- _ASSIGNMENT_
For this exercise, transcribe all of the records exactly as given.

=== Begin Enclosure ===

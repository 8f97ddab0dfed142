//! Custom-owned resource processing.
//!
//! Hand-authored traffic-routing resources carrying the configured
//! `created-by` marker are not replicated. They exist to feed traffic-split
//! decisions back into workload reconciliation, so the engine resolves the
//! owning workload from its caches and re-fires the workload update hooks.

use crate::cluster::WorkloadHooks;
use crate::config::ReplicatorConfig;
use crate::error::{ReplicationError, Result};
use crate::registry::FleetRegistry;
use crate::resource::TrafficRoutingResource;
use tracing::info;

/// Legacy identity normalization: some caches were populated with the first
/// character of the identity uppercased. Lookups that miss on the identity
/// as written retry with this variant.
pub fn legacy_identity_variant(identity: &str) -> String {
    let mut chars = identity.chars();
    match chars.next() {
        Some(first) => first.to_uppercase().collect::<String>() + chars.as_str(),
        None => String::new(),
    }
}

/// Resolve the workload owning a custom-authored resource and re-trigger its
/// reconciliation.
///
/// The identity label and environment annotation are required; the
/// environment annotation may carry a "_"-delimited list, of which only the
/// first entry keys the cache lookup. Both the rollout and the deployment
/// hook fire when both workloads exist under the key; downstream
/// reconciliation re-derives the remaining environments itself.
pub async fn process_custom_resource(
    registry: &FleetRegistry,
    config: &ReplicatorConfig,
    cluster: &str,
    resource: &TrafficRoutingResource,
    hooks: &dyn WorkloadHooks,
) -> Result<()> {
    let handle = registry.get_cluster_handle(cluster).ok_or_else(|| {
        ReplicationError::ClusterNotReady {
            cluster: cluster.to_string(),
            reason: "cluster handle not found in fleet registry".to_string(),
        }
    })?;

    let identity = resource
        .label(&config.identity_label)
        .filter(|v| !v.is_empty())
        .ok_or_else(|| {
            ReplicationError::Precondition(format!(
                "custom resource {} is missing the {} label",
                resource.name, config.identity_label
            ))
        })?;
    let env_annotation = resource
        .annotation(&config.env_annotation)
        .filter(|v| !v.is_empty())
        .ok_or_else(|| {
            ReplicationError::Precondition(format!(
                "custom resource {} is missing the {} annotation",
                resource.name, config.env_annotation
            ))
        })?;
    let env = env_annotation.split('_').next().unwrap_or(env_annotation);

    let legacy = legacy_identity_variant(identity);
    let mut errors = Vec::new();
    let mut matched = false;

    let rollout = handle.rollouts.as_deref().and_then(|r| {
        r.get_cached(identity, env)
            .or_else(|| r.get_cached(&legacy, env))
    });
    if let Some(rollout) = rollout {
        matched = true;
        info!(
            cluster,
            name = %resource.name,
            rollout = %rollout.name,
            identity,
            env,
            "custom resource owned by rollout, re-triggering reconciliation"
        );
        let rollout_name = rollout.name.clone();
        if let Err(e) = hooks.rollout_updated(cluster, rollout).await {
            errors.push(ReplicationError::cluster(
                cluster,
                "rollout_updated",
                rollout_name,
                e,
            ));
        }
    }

    let deployment = handle.deployments.as_deref().and_then(|d| {
        d.get_cached(identity, env)
            .or_else(|| d.get_cached(&legacy, env))
    });
    if let Some(deployment) = deployment {
        matched = true;
        info!(
            cluster,
            name = %resource.name,
            deployment = %deployment.name,
            identity,
            env,
            "custom resource owned by deployment, re-triggering reconciliation"
        );
        let deployment_name = deployment.name.clone();
        if let Err(e) = hooks.deployment_updated(cluster, deployment).await {
            errors.push(ReplicationError::cluster(
                cluster,
                "deployment_updated",
                deployment_name,
                e,
            ));
        }
    }

    if !matched {
        info!(
            cluster,
            name = %resource.name,
            identity,
            env,
            "no cached workload matches the custom resource"
        );
    }
    ReplicationError::aggregate(errors)
}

=== End Enclosure ===

- _OUTPUT FOR THIS EXERCISE_
repository 8f97ddab0dfed142
//! Custom-owned resource processing.
//!
//! Hand-authored traffic-routing resources carrying the configured
//! `created-by` marker are not replicated. They exist to feed traffic-split
//! decisions back into workload reconciliation, so the engine resolves the
//! owning workload from its caches and re-fires the workload update hooks.

use crate::cluster::WorkloadHooks;
use crate::config::ReplicatorConfig;
use crate::error::{ReplicationError, Result};
use crate::registry::FleetRegistry;
use crate::resource::TrafficRoutingResource;
use tracing::info;

/// Legacy identity normalization: some caches were populated with the first
/// character of the identity uppercased. Lookups that miss on the identity
/// as written retry with this variant.
pub fn legacy_identity_variant(identity: &str) -> String {
    let mut chars = identity.chars();
    match chars.next() {
        Some(first) => first.to_uppercase().collect::<String>() + chars.as_str(),
        None => String::new(),
    }
}

/// Resolve the workload owning a custom-authored resource and re-trigger its
/// reconciliation.
///
/// The identity label and environment annotation are required; the
/// environment annotation may carry a "_"-delimited list, of which only the
/// first entry keys the cache lookup. Both the rollout and the deployment
/// hook fire when both workloads exist under the key; downstream
/// reconciliation re-derives the remaining environments itself.
pub async fn process_custom_resource(
    registry: &FleetRegistry,
    config: &ReplicatorConfig,
    cluster: &str,
    resource: &TrafficRoutingResource,
    hooks: &dyn WorkloadHooks,
) -> Result<()> {
    let handle = registry.get_cluster_handle(cluster).ok_or_else(|| {
        ReplicationError::ClusterNotReady {
            cluster: cluster.to_string(),
            reason: "cluster handle not found in fleet registry".to_string(),
        }
    })?;

    let identity = resource
        .label(&config.identity_label)
        .filter(|v| !v.is_empty())
        .ok_or_else(|| {
            ReplicationError::Precondition(format!(
                "custom resource {} is missing the {} label",
                resource.name, config.identity_label
            ))
        })?;
    let env_annotation = resource
        .annotation(&config.env_annotation)
        .filter(|v| !v.is_empty())
        .ok_or_else(|| {
            ReplicationError::Precondition(format!(
                "custom resource {} is missing the {} annotation",
                resource.name, config.env_annotation
            ))
        })?;
    let env = env_annotation.split('_').next().unwrap_or(env_annotation);

    let legacy = legacy_identity_variant(identity);
    let mut errors = Vec::new();
    let mut matched = false;

    let rollout = handle.rollouts.as_deref().and_then(|r| {
        r.get_cached(identity, env)
            .or_else(|| r.get_cached(&legacy, env))
    });
    if let Some(rollout) = rollout {
        matched = true;
        info!(
            cluster,
            name = %resource.name,
            rollout = %rollout.name,
            identity,
            env,
            "custom resource owned by rollout, re-triggering reconciliation"
        );
        let rollout_name = rollout.name.clone();
        if let Err(e) = hooks.rollout_updated(cluster, rollout).await {
            errors.push(ReplicationError::cluster(
                cluster,
                "rollout_updated",
                rollout_name,
                e,
            ));
        }
    }

    let deployment = handle.deployments.as_deref().and_then(|d| {
        d.get_cached(identity, env)
            .or_else(|| d.get_cached(&legacy, env))
    });
    if let Some(deployment) = deployment {
        matched = true;
        info!(
            cluster,
            name = %resource.name,
            deployment = %deployment.name,
            identity,
            env,
            "custom resource owned by deployment, re-triggering reconciliation"
        );
        let deployment_name = deployment.name.clone();
        if let Err(e) = hooks.deployment_updated(cluster, deployment).await {
            errors.push(ReplicationError::cluster(
                cluster,
                "deployment_updated",
                deployment_name,
                e,
            ));
        }
    }

    if !matched {
        info!(
            cluster,
            name = %resource.name,
            identity,
            env,
            "no cached workload matches the custom resource"
        );
    }
    ReplicationError::aggregate(errors)
}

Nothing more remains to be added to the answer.